*** Data to examine Section Begins ***

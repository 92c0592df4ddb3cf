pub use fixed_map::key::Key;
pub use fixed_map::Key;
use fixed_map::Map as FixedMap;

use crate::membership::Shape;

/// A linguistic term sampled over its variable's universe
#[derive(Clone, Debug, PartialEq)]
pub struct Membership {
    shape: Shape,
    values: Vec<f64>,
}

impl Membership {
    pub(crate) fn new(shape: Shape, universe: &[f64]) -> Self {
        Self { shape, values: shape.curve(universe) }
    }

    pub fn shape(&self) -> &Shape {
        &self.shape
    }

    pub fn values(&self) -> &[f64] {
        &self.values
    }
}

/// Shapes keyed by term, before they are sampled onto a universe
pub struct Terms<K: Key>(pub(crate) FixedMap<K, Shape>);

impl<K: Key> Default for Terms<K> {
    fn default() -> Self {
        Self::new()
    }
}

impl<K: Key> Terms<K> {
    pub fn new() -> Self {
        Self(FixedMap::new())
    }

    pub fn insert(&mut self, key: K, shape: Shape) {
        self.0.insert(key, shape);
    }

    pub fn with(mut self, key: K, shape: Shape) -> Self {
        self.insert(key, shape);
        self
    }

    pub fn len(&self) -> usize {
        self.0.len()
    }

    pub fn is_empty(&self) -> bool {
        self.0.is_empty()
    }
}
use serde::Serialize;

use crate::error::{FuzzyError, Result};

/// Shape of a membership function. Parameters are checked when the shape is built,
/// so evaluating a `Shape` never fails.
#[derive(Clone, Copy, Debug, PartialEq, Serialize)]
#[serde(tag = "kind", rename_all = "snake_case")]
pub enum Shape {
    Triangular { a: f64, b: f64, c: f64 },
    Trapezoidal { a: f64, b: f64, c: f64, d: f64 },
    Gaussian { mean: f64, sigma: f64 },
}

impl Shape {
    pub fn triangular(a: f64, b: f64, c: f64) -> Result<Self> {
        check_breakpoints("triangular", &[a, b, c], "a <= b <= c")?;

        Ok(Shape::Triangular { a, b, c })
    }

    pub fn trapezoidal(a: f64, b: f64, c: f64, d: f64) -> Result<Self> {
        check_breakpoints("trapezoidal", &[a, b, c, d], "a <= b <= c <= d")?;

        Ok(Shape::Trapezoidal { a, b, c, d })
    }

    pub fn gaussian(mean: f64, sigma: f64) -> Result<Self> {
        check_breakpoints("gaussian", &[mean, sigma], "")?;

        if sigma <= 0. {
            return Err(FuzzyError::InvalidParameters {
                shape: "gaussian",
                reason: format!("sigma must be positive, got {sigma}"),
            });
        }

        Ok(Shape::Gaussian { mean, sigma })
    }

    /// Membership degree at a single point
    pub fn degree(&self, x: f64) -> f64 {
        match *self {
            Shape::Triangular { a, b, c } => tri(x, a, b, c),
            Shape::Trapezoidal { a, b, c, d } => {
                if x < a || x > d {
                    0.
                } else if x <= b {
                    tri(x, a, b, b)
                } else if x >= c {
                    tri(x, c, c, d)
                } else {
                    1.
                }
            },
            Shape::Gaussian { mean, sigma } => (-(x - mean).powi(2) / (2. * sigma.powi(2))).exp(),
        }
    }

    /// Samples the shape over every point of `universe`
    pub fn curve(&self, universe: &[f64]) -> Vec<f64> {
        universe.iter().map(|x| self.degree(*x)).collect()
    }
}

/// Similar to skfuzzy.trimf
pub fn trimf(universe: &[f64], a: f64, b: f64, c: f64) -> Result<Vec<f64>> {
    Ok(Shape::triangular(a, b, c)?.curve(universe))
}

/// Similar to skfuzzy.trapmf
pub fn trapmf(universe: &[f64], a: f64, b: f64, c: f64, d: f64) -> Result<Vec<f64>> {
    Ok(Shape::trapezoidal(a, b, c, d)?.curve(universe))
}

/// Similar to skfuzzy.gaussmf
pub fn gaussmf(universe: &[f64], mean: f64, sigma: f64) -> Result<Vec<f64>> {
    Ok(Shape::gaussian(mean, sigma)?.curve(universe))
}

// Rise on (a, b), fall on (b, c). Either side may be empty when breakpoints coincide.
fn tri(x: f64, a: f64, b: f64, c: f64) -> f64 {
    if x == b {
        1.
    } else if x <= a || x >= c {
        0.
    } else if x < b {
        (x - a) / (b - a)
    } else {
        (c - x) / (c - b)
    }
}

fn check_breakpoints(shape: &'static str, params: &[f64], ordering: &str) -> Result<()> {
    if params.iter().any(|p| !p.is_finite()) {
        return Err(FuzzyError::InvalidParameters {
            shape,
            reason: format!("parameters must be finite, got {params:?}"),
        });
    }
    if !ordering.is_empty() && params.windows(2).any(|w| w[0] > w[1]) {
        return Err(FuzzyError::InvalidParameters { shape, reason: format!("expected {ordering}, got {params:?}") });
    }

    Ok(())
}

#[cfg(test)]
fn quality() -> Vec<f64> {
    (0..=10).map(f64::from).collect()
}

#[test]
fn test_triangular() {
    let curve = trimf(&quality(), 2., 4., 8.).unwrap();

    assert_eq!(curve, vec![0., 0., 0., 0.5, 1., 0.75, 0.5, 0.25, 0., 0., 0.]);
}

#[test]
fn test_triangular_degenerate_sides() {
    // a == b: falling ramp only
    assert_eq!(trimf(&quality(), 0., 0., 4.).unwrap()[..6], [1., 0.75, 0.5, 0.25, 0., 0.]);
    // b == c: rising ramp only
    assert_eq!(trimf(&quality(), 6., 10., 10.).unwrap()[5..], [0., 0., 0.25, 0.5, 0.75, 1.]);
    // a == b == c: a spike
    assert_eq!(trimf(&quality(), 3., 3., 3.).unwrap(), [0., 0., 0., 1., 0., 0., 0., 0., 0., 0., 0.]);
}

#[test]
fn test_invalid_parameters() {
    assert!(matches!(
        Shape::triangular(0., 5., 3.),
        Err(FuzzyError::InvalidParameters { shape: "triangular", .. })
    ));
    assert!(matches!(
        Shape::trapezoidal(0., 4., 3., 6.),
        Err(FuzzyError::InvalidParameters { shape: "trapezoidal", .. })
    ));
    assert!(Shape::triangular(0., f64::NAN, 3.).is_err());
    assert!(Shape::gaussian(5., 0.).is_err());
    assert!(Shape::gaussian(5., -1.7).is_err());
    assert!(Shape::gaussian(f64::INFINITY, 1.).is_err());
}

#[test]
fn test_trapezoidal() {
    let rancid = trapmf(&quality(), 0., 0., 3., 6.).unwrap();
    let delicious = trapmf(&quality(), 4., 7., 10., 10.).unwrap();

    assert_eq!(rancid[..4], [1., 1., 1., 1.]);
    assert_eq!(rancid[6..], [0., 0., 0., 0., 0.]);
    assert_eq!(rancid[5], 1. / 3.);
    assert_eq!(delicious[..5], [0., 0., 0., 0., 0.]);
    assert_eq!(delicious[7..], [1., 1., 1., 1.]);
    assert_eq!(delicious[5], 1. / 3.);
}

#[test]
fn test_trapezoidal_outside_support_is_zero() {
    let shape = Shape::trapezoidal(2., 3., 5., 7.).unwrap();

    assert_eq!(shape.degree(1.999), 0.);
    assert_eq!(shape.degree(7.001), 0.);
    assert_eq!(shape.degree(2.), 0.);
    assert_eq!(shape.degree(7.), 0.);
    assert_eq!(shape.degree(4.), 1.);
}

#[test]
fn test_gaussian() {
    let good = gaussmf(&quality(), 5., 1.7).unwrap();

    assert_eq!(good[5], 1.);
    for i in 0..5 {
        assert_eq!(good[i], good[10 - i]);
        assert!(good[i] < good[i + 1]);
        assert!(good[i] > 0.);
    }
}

*** Data to examine Section Ends ***

Instructions to follow: Please find every line in the records that contains the word "degree", and copy it out.

Reply to the exercise:
    /// Membership degree at a single point
    pub fn degree(&self, x: f64) -> f64 {
        universe.iter().map(|x| self.degree(*x)).collect()
    assert_eq!(shape.degree(1.999), 0.);
    assert_eq!(shape.degree(7.001), 0.);
    assert_eq!(shape.degree(2.), 0.);
    assert_eq!(shape.degree(7.), 0.);
    assert_eq!(shape.degree(4.), 1.);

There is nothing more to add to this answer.